“This is a long game and a long-term trend,” said Patrick M. Cronin, senior director of the Asia-Pacific security program at the Center for a New American Security, a Washington think tank with close ties to the administration. “They’re doing the best they can with what they have, and what they have is considerable. The problem is whether it is sustainable, and that’s what everybody in the region is asking.”
After years of paying little attention to Thailand, which was rattled by a coup in 2006, senior Pentagon leaders have rediscovered Bangkok. Dempsey’s visit was the first by a chairman of the Joint Chiefs in more than a decade.
Deputy Defense Secretary Ashton Carter is scheduled to make a trip next month. And Thailand has extended a formal invitation to Panetta, who also met with the Thai minister of defense at a conference in Singapore this month.
The two countries are discussing whether to run a joint military hub for responding to the devastating cyclones, tsunamis and other natural disasters that frequently strike the region. The center would be located at the Royal Thai Navy Air Field at U-Tapao, about 90 miles south of Bangkok.
The U.S. military is well-acquainted with U-Tapao (OOH-ta-pow), where it built the two-mile-long runway — one of the longest in Asia — in the 1960s. The Pentagon relied on the airfield as a major staging and refueling base during the Vietnam War, but withdrew its forces from the country in 1976 at the direction of the Thai government.
In the 1980s, the United States and Thailand resumed gradual military cooperation. The Thai government has allowed the U.S. Air Force to use U-Tapao as a stopover for troop transit flights to the Middle East. The base is also the center for the annual Cobra Gold military exercises, which started out as a U.S.-Thai training program but now involves more than 20 countries.
U.S. officials have been vague in public about how many troops they might send to U-Tapao or what missions they might perform if the disaster-relief center comes to fruition.
The lack of information has bred suspicion in the Thai media and among opposition lawmakers, who have held up a separate project that would allow NASA to operate climate-change surveillance flights from U-Tapao this fall. Chinese officials have also expressed skepticism about an expanded U.S. military presence.

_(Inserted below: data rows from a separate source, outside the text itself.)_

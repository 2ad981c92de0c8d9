use crate::conversion::ConversionPlan;
use crate::error::GeneratorError;
use crate::identifier::FrameworkIdentifier;
use crate::imports::Imports;
use crate::model::ModelField;

/// The contract every attribute and block generator fulfils.
pub trait SchemaNode {
    /// Every import the rendered declaration and its children need.
    fn imports(&self) -> Imports;

    /// The `"name": schema.<Kind>{...},` declaration.
    fn schema(&self, name: &FrameworkIdentifier) -> Result<String, GeneratorError>;

    /// The field holding this node's value in the resource model struct.
    fn model_field(&self, name: &FrameworkIdentifier) -> ModelField;

    /// The `attr.Type` used for this node inside a generated `AttributeTypes` map.
    fn attr_type(&self, name: &FrameworkIdentifier) -> String;

    /// The `attr.Value` type of this node's field inside a generated `<Parent>Value`.
    fn attr_value(&self, name: &FrameworkIdentifier) -> String;

    /// How to convert this node's value into its native Go representation.
    fn to_conversion(&self, name: &FrameworkIdentifier) -> Result<ConversionPlan, GeneratorError>;

    /// How to build this node's value from its native Go representation.
    fn from_conversion(&self, name: &FrameworkIdentifier)
    -> Result<ConversionPlan, GeneratorError>;
}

Catharin Dalpino, a former State Department official and Southeast Asia expert, said any new U.S.-Thai military accords were likely to be “modest.” She noted that Thailand has a history of working closely with both superpowers and would be unlikely to sign any agreements that would alienate either Washington or Beijing.

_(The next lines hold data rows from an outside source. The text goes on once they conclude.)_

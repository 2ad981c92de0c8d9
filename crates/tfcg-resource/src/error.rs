use thiserror::Error;

#[derive(Debug, Error)]
pub enum GeneratorError {
    #[error("{0} spec is nil")]
    NilSpec(&'static str),

    #[error("attribute type not defined: {0}")]
    UndefinedAttributeType(String),

    #[error("block type not defined: {0}")]
    UndefinedBlockType(String),

    #[error("element type not defined: {0}")]
    UndefinedElementType(String),

    #[error("object attribute type not defined: {0}")]
    UndefinedObjectAttributeType(String),

    #[error("duplicate {kind} name: {name}")]
    DuplicateName { kind: &'static str, name: String },

    #[error(transparent)]
    Unimplemented(#[from] UnimplementedError),

    #[error("template error: {0}")]
    Template(#[from] minijinja::Error),
}

impl GeneratorError {
    /// Whether this error marks a conversion that is deliberately not generated.
    pub fn is_unimplemented(&self) -> bool {
        matches!(self, GeneratorError::Unimplemented(_))
    }
}

/// A node/kind combination whose conversion code is not generated.
#[derive(Debug, Clone, PartialEq, Eq, Error)]
#[error("not implemented: {subject}")]
pub struct UnimplementedError {
    pub subject: String,
}

impl UnimplementedError {
    pub fn new(subject: impl Into<String>) -> Self {
        Self {
            subject: subject.into(),
        }
    }
}
use tfcg_core::spec;

use crate::conversion::{CollectionKind, ConversionPlan};
use crate::error::GeneratorError;
use crate::facets::{DefaultValue, NodeFacets};
use crate::identifier::FrameworkIdentifier;
use crate::imports::Imports;
use crate::model::ModelField;
use crate::nested_object::{NestedAttributeObject, NestedCollection, NestedObject};
use crate::node::SchemaNode;

#[derive(Debug, Clone, PartialEq)]
pub struct SetNestedAttribute {
    pub facets: NodeFacets,
    pub nested_object: NestedAttributeObject,
    pub default: Option<DefaultValue>,
}

impl SetNestedAttribute {
    pub fn from_spec(spec: Option<&spec::SetNestedAttribute>) -> Result<Self, GeneratorError> {
        let spec = spec.ok_or(GeneratorError::NilSpec("SetNestedAttribute"))?;
        Ok(Self {
            facets: NodeFacets::from_attribute(&spec.common),
            nested_object: NestedAttributeObject::from_spec(&spec.nested_object)?,
            default: DefaultValue::from_custom(spec.default.as_ref()),
        })
    }

    fn node(&self) -> NestedCollection<'_, NestedAttributeObject> {
        NestedCollection {
            kind: CollectionKind::Set,
            node: "Attribute",
            facets: &self.facets,
            nested_object: &self.nested_object,
            default: self.default.as_ref(),
        }
    }

    pub fn custom_type_and_value(
        &self,
        name: &FrameworkIdentifier,
    ) -> Result<Vec<String>, GeneratorError> {
        self.nested_object.custom_type_and_value(name)
    }

    pub fn to_from_functions(&self, name: &FrameworkIdentifier) -> Result<Vec<String>, GeneratorError> {
        self.node().to_from_functions(name)
    }
}

impl SchemaNode for SetNestedAttribute {
    fn imports(&self) -> Imports {
        self.node().imports()
    }

    fn schema(&self, name: &FrameworkIdentifier) -> Result<String, GeneratorError> {
        self.node().schema(name)
    }

    fn model_field(&self, name: &FrameworkIdentifier) -> ModelField {
        self.node().model_field(name)
    }

    fn attr_type(&self, name: &FrameworkIdentifier) -> String {
        self.node().attr_type(name)
    }

    fn attr_value(&self, _name: &FrameworkIdentifier) -> String {
        self.node().attr_value()
    }

    fn to_conversion(&self, name: &FrameworkIdentifier) -> Result<ConversionPlan, GeneratorError> {
        Err(self.node().unimplemented_conversion(name))
    }

    fn from_conversion(
        &self,
        name: &FrameworkIdentifier,
    ) -> Result<ConversionPlan, GeneratorError> {
        Err(self.node().unimplemented_conversion(name))
    }
}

“The Thais have a long relationship with China and a positive relationship with China, but they do not see this as contradictory with maintaining a treaty alliance with the United States and a strong economic relationship with the United States,” she said.
Some U.S. military officials said they also would like to upgrade naval access to Thai ports. The U.S. Navy is preparing to base four of its newest warships — known as Littoral Combat Ships — in Singapore and would like to rotate them periodically to Thailand and other southeast Asian countries.
The Navy is also pursuing options to conduct joint airborne surveillance missions from Thailand, the Philippines and Australia, officials said. Pentagon leaders said one of their highest strategic priorities is to improve their surveillance of shipping traffic and military movements throughout Southeast Asia and the Indian Ocean, home to some of the busiest trade routes in the world.
In 2014, for instance, the Navy is scheduled to begin deploying new P-8A Poseidon reconnaissance and anti-submarine aircraft to the Pacific, replacing the Cold War-era P-3C Orion surveillance planes.
The Navy is preparing to deploy new high-altitude surveillance drones to the Asia-Pacific region around the same time. Under current plans, the drones will be based on Guam, but U.S. officials are also searching for Asian partners willing to host the aircraft.